JPH06125516A - Retina display device - Google Patents

Abstract

PURPOSE:To obtain a compact retina display device forming video of high image quality and reducing cost. CONSTITUTION:The video signal inputted from an input terminal 9 is converted into visible light by an LED 52. A light emitting panel 41 where the LED 52 is arranged in a matrix state in an X-Y axis direction scans on a retina 25 by successively operating the LED 52 based on a video signal. A convergent optical system 8 is moved and controlled along a Z-axis by an automatic focus adjusting means 10 so as to collect visible light by the convergent optical system 8 and to focus on the retina 25.

Description

Detailed Description of the Invention

[0001]

BACKGROUND OF THE INVENTION 1. Field of the Invention The present invention relates to a retinal display device, and more particularly to a retinal display device capable of projecting a visible ray directly onto the retina of an eyeball to focus a desired image.

[0002]

2. Description of the Related Art A general display device requires a display device such as a cathode ray tube and an LCD (Liquid Crystal Display) panel. Since these display devices occupy a large space, the entire image display device becomes large, and a large space is required at the installation location.

Therefore, in order to make the image display device lightweight, compact and portable, a retinal display device which does not require a display device is disclosed in Japanese Patent Laid-Open Nos. 4-22919 and 4-23579.
It has been proposed in the issue. These devices are configured to directly project the image on the liquid crystal panel onto the retina of the eyeball.

[0004]

However, the above-mentioned retinal display device using a liquid crystal panel requires a light source such as a backlight and a means for guiding light emitted from the light source. Therefore, due to the complicated structure, there is a problem that the entire device becomes large and the cost becomes high. In addition, since the liquid crystal has a slow response speed, it is difficult to obtain a high quality image.

The present invention has been made in view of the above circumstances, and an object of the present invention is to provide a low-cost and compact retinal display device for forming a high-quality image.

[0006]

In order to achieve the above object, the retinal display device of the present invention is a retinal display device for recognizing an image by scanning and irradiating a visible ray directly onto the retina of an eyeball to display an image signal. It is characterized by comprising a light emitting means in which light emitting elements which are converted into the visible light and are sequentially driven by a video signal are arranged in a matrix.

The display device of the present invention is a retinal display device for recognizing an image by scanning and irradiating a visible light directly onto an image forming area defined by two directions on the retina of the eyeball. Light-emitting means that is formed by arranging light-emitting elements that are converted into the visible light rays and are sequentially driven by a video signal so as to correspond to one direction of the image forming area, and visible light rays emitted from the light-emitting means.
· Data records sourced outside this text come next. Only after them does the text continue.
use std::collections::BTreeMap;
use std::path::PathBuf;
use std::time::{Duration, Instant};

use anyhow::{Context, Result, bail};
use clap::Args;
use tokio_util::sync::CancellationToken;
use tracing::warn;

use kmigrate_lib::config::{ClusterConfig, parse_mapping};
use kmigrate_lib::consts::{DEFAULT_BURST, DEFAULT_QPS};
use kmigrate_lib::transfer::{ClaimRef, KubectlDataPlane, TransferRequest, transfer};

use crate::output::{
  OutputFormat, format_bytes, format_duration, print_checksum, print_error, print_json, print_stat, print_success,
  print_warning, route,
};

use super::connect;

#[derive(Args, Debug)]
pub struct TransferArgs {
  /// Persistent volume claim to copy
  pub claim: String,

  /// Namespace of the claim on the source cluster
  #[arg(short, long)]
  pub namespace: String,

  /// Source kubeconfig context
  #[arg(long)]
  pub source_context: Option<String>,

  /// Destination kubeconfig context
  #[arg(long)]
  pub dest_context: Option<String>,

  /// kubeconfig file for both clusters
  #[arg(long)]
  pub kubeconfig: Option<PathBuf>,

  /// Destination namespace (defaults to the source namespace)
  #[arg(long)]
  pub dest_namespace: Option<String>,

  /// Destination claim name (defaults to the source claim name)
  #[arg(long)]
  pub dest_claim: Option<String>,

  /// Image of the transient endpoint pods [env: KMIGRATE_TRANSFER_IMAGE]
  #[arg(long)]
  pub endpoint: Option<String>,

  /// Directory inside the source volume to copy
  #[arg(long)]
  pub source_path: Option<String>,

  /// Directory inside the destination volume to write to
  #[arg(long)]
  pub dest_path: Option<String>,

  /// Storage class remap for a destination claim that has to be created (old=new)
  #[arg(long = "storage-class-map")]
  pub storage_class_map: Vec<String>,

  /// Give up after this long (e.g. 30m, 2h)
  #[arg(long, value_parser = humantime::parse_duration, default_value = "1h")]
  pub timeout: Duration,
}

impl TransferArgs {
  fn cluster(&self, context: Option<String>) -> Result<ClusterConfig> {
    ClusterConfig::new(context, self.kubeconfig.clone(), DEFAULT_QPS, DEFAULT_BURST).context("Invalid cluster settings")
  }

  fn request(&self) -> Result<TransferRequest> {
    let mut request = TransferRequest::new(&self.namespace, &self.claim);
    if self.dest_namespace.is_some() || self.dest_claim.is_some() {
      request.destination = Some(ClaimRef {
        namespace: self.dest_namespace.clone().unwrap_or_else(|| self.namespace.clone()),
        name: self.dest_claim.clone().unwrap_or_else(|| self.claim.clone()),
      });
    }
    if let Some(image) = &self.endpoint {
      request.endpoint_image = image.clone();
    }
    request.source_path = self.source_path.clone();
    request.destination_path = self.dest_path.clone();
    request.storage_class_map = self
      .storage_class_map
      .iter()
      .map(|raw| parse_mapping(raw))
      .collect::<Result<BTreeMap<_, _>, _>>()
      .context("Invalid --storage-class-map")?;
    request.timeout = self.timeout;
    Ok(request)
  }
}

pub fn cmd_transfer(args: &TransferArgs, output: OutputFormat) -> Result<()> {
  let start = Instant::now();
  let request = args.request()?;
  let source_config = args.cluster(args.source_context.clone())?;
  let dest_config = args.cluster(args.dest_context.clone())?;
  if source_config.context == dest_config.context && request.destination_claim() == request.claim {
    bail!("Source and destination are the same claim on the same cluster");
  }

  let source = KubectlDataPlane::new(connect(&source_config), source_config);
  let destination = KubectlDataPlane::new(connect(&dest_config), dest_config);

  let rt = tokio::runtime::Runtime::new().context("Failed to create async runtime")?;
  let session = rt.block_on(async {
    let cancel = CancellationToken::new();
    let on_interrupt = cancel.clone();
    tokio::spawn(async move {
      if tokio::signal::ctrl_c().await.is_ok() {
        warn!("interrupted, cancelling transfer");
        on_interrupt.cancel();
      }
    });
    transfer(&source, &destination, &request, cancel).await
  });

  if output.is_json() {
    print_json(&session)?;
  } else {
    println!();
    if session.is_complete() {
      print_success(&format!("Copied {}", route(&session.claim, &session.destination_claim)));
    } else {
      let stage = session.failed_in.map(|s| s.to_string()).unwrap_or_else(|| "pending".to_string());
      print_error(&format!(
        "Transfer of {} failed while {}: {}",
        session.claim,
        stage,
        session.error.as_deref().unwrap_or("unknown error")
      ));
    }
    print_stat("Session", &session.name);
    print_stat(
      "Route",
      &route(&session.source_environment, &session.destination_environment),
    );
    print_stat("Transferred", &format_bytes(session.bytes_transferred));
    if let Some(checksum) = &session.checksum {
      print_checksum(checksum);
    }
    if session.claim_created {
      print_stat("Claim created", "yes");
    }
    print_stat("Cleaned up", &session.removed.to_string());
    print_stat("Duration", &format_duration(start.elapsed()));
    for error in &session.teardown_errors {
      print_warning(&format!("Cleanup incomplete: {}", error));
    }
  }

  if !session.is_complete() {
    bail!(
      "transfer {} failed: {}",
      session.id,
      session.error.as_deref().unwrap_or("unknown error")
    );
  }
  Ok(())
}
And an optical deflector for optically scanning the image forming area in the other direction.

Further, the converging optical system for condensing the visible light emitted from the light emitting means and the converging optical system are driven so that the visible light condensed by the converging optical system is focused on the retina. It is preferable to have a structure including an automatic focus adjusting means for controlling.

[0009]

According to this structure, the light emitting means includes:
Since the light emitting elements that convert the image signal into visible light are arranged in a matrix, it is possible to form an image on the retina without separately providing a light source.

Further, the visible light converted from the image signal by the light emitting means and scanned is condensed by the converging optical system. At that time, the automatic focusing means drives the converging optical system to focus the visible light on the retina. At this time, it is possible to keep the visible light in focus on any part of the retina, and in such a case, the entire recognized image will be displayed regardless of eye characteristics such as visual acuity. Is always in focus.

[0011]

Embodiments of the present invention will be described below with reference to the drawings. FIG. 1 is a block diagram showing a schematic configuration of the first embodiment of the present invention. FIG. 2 is a perspective view showing the configuration of the main part thereof.

The retinal display device of this embodiment is shown in FIG.
Also, as shown in FIG. 2, the retina display device recognizes an image by scanning and irradiating the retina 25 of the eyeball 20 directly with the visible light. The image signal input from the input terminal 9 is converted into visible light. Light-emitting diode (hereinafter,
It is characterized by including a light emitting panel 41 in which 52 "LEDs" are arranged in a matrix. Further, the converging optical system 8 that condenses the visible light emitted from the light emitting panel 41, and the converging optical system 8 is driven and controlled so that the visible light condensed by the converging optical system 8 is focused on the retina 25. The automatic focus adjusting device 10 is provided.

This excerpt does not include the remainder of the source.